Exercise aim >>
List the lines of this listing that hold the word "display".

-- Opening Marker --

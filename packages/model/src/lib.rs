//! # Sitecraft Model
//!
//! Data model shared by the editor and the compilers.
//!
//! A page is a flat, ordered list of [`Element`] records. Tree structure is
//! expressed through `children` ID lists and `parent_id` back-references;
//! only the editor's store is allowed to rewrite those links.
//!
//! ```text
//! ┌──────────────┐   children   ┌──────────────┐
//! │ navbar-1-... │ ───────────→ │ image-2-...  │
//! │ parent: None │ ←─────────── │ parent: nav  │
//! └──────────────┘   parent_id  └──────────────┘
//! ```

pub mod defaults;
pub mod element;
pub mod id_generator;
pub mod styles;

pub use defaults::type_defaults;
pub use element::{
    Accessibility, ActionType, Configuration, DropdownLink, Element, ElementKind, Settings, Slot,
};
pub use id_generator::generate_id;
pub use styles::{merge_all, merge_styles, StyleMap, StyleValue, Styles};
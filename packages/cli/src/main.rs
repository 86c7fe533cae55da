mod commands;
mod config;

use clap::{Parser, Subcommand};
use colored::Colorize;
use commands::{
    add, apply, export, init, templates, tree, AddArgs, ApplyArgs, ExportArgs, InitArgs, TreeArgs,
};
use tracing_subscriber::EnvFilter;

/// Sitecraft CLI - build pages from element trees and export static sites
#[derive(Parser, Debug)]
#[command(name = "sitecraft")]
#[command(author, version, about, long_about = None)]
struct Cli {
    #[command(subcommand)]
    command: Command,
}

#[derive(Subcommand, Debug)]
enum Command {
    /// Initialize a new Sitecraft project
    Init(InitArgs),

    /// Add an element to the page
    Add(AddArgs),

    /// Apply a JSON batch of mutations
    Apply(ApplyArgs),

    /// Export the page as index.html and styles.css
    Export(ExportArgs),

    /// Print the element hierarchy
    Tree(TreeArgs),

    /// List built-in structure templates
    Templates,
}

fn main() {
    tracing_subscriber::fmt()
        .with_env_filter(
            EnvFilter::try_from_env("SITECRAFT_LOG").unwrap_or_else(|_| EnvFilter::new("warn")),
        )
        .with_writer(std::io::stderr)
        .init();

    let cli = Cli::parse();

    let result = std::env::current_dir()
        .map_err(anyhow::Error::from)
        .and_then(|cwd| match cli.command {
            Command::Init(args) => init(args, &cwd),
            Command::Add(args) => add(args, &cwd),
            Command::Apply(args) => apply(args, &cwd),
            Command::Export(args) => export(args, &cwd),
            Command::Tree(args) => tree(args, &cwd),
            Command::Templates => templates(),
        });

    if let Err(err) = result {
        eprintln!();
        eprintln!("{} {:#}", "Error:".red().bold(), err);
        eprintln!();
        std::process::exit(1);
    }
}
use crate::config::Config;
use anyhow::Result;
use clap::Args;
use colored::Colorize;
use sitecraft_compiler_html::compile_document;
use sitecraft_editor::Persistence;
use std::fs;
use std::path::Path;
use tracing::info;

const HTML_FILE: &str = "index.html";
const CSS_FILE: &str = "styles.css";

#[derive(Debug, Args)]
pub struct ExportArgs {
    /// Output to stdout instead of files
    #[arg(long)]
    pub stdout: bool,

    /// Output directory (overrides config)
    #[arg(short, long)]
    pub out_dir: Option<String>,

    /// Compact output
    #[arg(long)]
    pub minify: bool,
}

pub fn export(args: ExportArgs, cwd: &Path) -> Result<()> {
    let config = Config::load(cwd)?;
    let elements = Persistence::file(config.storage_path(cwd)).load();

    let mut options = config.compile_options();
    if args.minify {
        options.pretty = false;
    }

    if args.stdout {
        let page = compile_document(&elements, &options)?;
        println!("{}", page.html);
        return Ok(());
    }

    println!("{}", "🔨 Exporting page...".bright_blue().bold());

    options.stylesheet_href = Some(CSS_FILE.to_string());
    let page = compile_document(&elements, &options)?;

    let out_dir = match &args.out_dir {
        Some(dir) => cwd.join(dir),
        None => config.out_path(cwd),
    };
    fs::create_dir_all(&out_dir)?;

    let html_path = out_dir.join(HTML_FILE);
    let css_path = out_dir.join(CSS_FILE);
    fs::write(&html_path, &page.html)?;
    fs::write(&css_path, &page.css)?;
    info!(elements = elements.len(), out_dir = %out_dir.display(), "Exported page");

    println!("  {} {}", "✓".green(), html_path.display());
    println!("  {} {}", "✓".green(), css_path.display());
    println!();
    println!("{}", "✅ Export complete".green().bold());

    Ok(())
}
pub mod add;
pub mod apply;
pub mod export;
pub mod init;
pub mod templates;
pub mod tree;

pub use add::{add, AddArgs};
pub use apply::{apply, ApplyArgs};
pub use export::{export, ExportArgs};
pub use init::{init, InitArgs};
pub use templates::templates;
pub use tree::{tree, TreeArgs};

use crate::config::Config;
use sitecraft_editor::{ElementStore, Persistence};
use std::path::Path;

/// Open the project's persisted store; every change is saved back
pub(crate) fn open_store(config: &Config, cwd: &Path) -> ElementStore {
    Persistence::file(config.storage_path(cwd)).open_store()
}
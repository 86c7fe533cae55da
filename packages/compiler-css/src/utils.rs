//! Shared helpers for generating class names and CSS property names.

use sitecraft_model::StyleValue;

/// Generate the scoped class name of an element.
///
/// Element IDs are already unique; the kind prefix keeps the stylesheet
/// readable.
///
/// Examples:
/// - `class_name_for("button", "button-3-lx2k-a1b2c3")` → `"_button-button-3-lx2k-a1b2c3"`
/// - `class_name_for("list-item", "p.1")` → `"_list-item-p-1"`
pub fn class_name_for(kind: &str, id: &str) -> String {
    format!("_{}-{}", sanitize(kind), sanitize(id))
}

fn sanitize(value: &str) -> String {
    value
        .chars()
        .map(|c| {
            if c.is_ascii_alphanumeric() || c == '-' || c == '_' {
                c
            } else {
                '-'
            }
        })
        .collect()
}

/// `backgroundColor` → `background-color`. Already-kebab names and custom
/// properties (`--accent`) pass through unchanged.
pub fn to_kebab_case(property: &str) -> String {
    if property.starts_with("--") {
        return property.to_string();
    }

    let mut out = String::with_capacity(property.len() + 4);
    for (i, c) in property.chars().enumerate() {
        if c.is_ascii_uppercase() {
            if i > 0 {
                out.push('-');
            }
            out.push(c.to_ascii_lowercase());
        } else {
            out.push(c);
        }
    }

    // Vendor prefixes: WebkitTransition → -webkit-transition
    if ["webkit-", "moz-", "ms-", "o-"]
        .iter()
        .any(|prefix| out.starts_with(prefix))
        && property.starts_with(|c: char| c.is_ascii_uppercase())
    {
        out.insert(0, '-');
    }

    out
}

/// Properties whose numeric values are emitted without a `px` suffix
const UNITLESS: &[&str] = &[
    "opacity",
    "zIndex",
    "fontWeight",
    "lineHeight",
    "flex",
    "flexGrow",
    "flexShrink",
    "order",
    "zoom",
    "aspectRatio",
    "columnCount",
    "gridColumn",
    "gridRow",
];

/// Render a stored value as CSS text. Non-zero numbers get `px` unless the
/// property is unitless. Text values cannot close their declaration or rule.
pub fn format_value(property: &str, value: &StyleValue) -> String {
    match value {
        StyleValue::Number(n) if *n != 0.0 && !UNITLESS.contains(&property) => {
            format!("{}px", value)
        }
        StyleValue::Text(text) => strip_breakouts(text),
        _ => value.to_string(),
    }
}

/// Drop braces, `<`, and line breaks everywhere, and `;` outside quoted strings
fn strip_breakouts(text: &str) -> String {
    let mut quote: Option<char> = None;

    text.chars()
        .filter(|&c| {
            match (quote, c) {
                (_, '{' | '}' | '<' | '\n' | '\r') => return false,
                (None, ';') => return false,
                (None, '"' | '\'') => quote = Some(c),
                (Some(open), _) if open == c => quote = None,
                _ => {}
            }
            true
        })
        .collect()
}

/// Combine a parent selector with a nested selector.
///
/// `&` is replaced by the parent, pseudo selectors attach directly, anything
/// else becomes a descendant selector.
pub fn join_selector(parent: &str, nested: &str) -> String {
    if nested.contains('&') {
        nested.replace('&', parent)
    } else if nested.starts_with(':') {
        format!("{}{}", parent, nested)
    } else {
        format!("{} {}", parent, nested)
    }
}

-- Closing Marker --

Answer for the task >>
    info!(elements = elements.len(), out_dir = %out_dir.display(), "Exported page");
    println!("  {} {}", "✓".green(), html_path.display());
    println!("  {} {}", "✓".green(), css_path.display());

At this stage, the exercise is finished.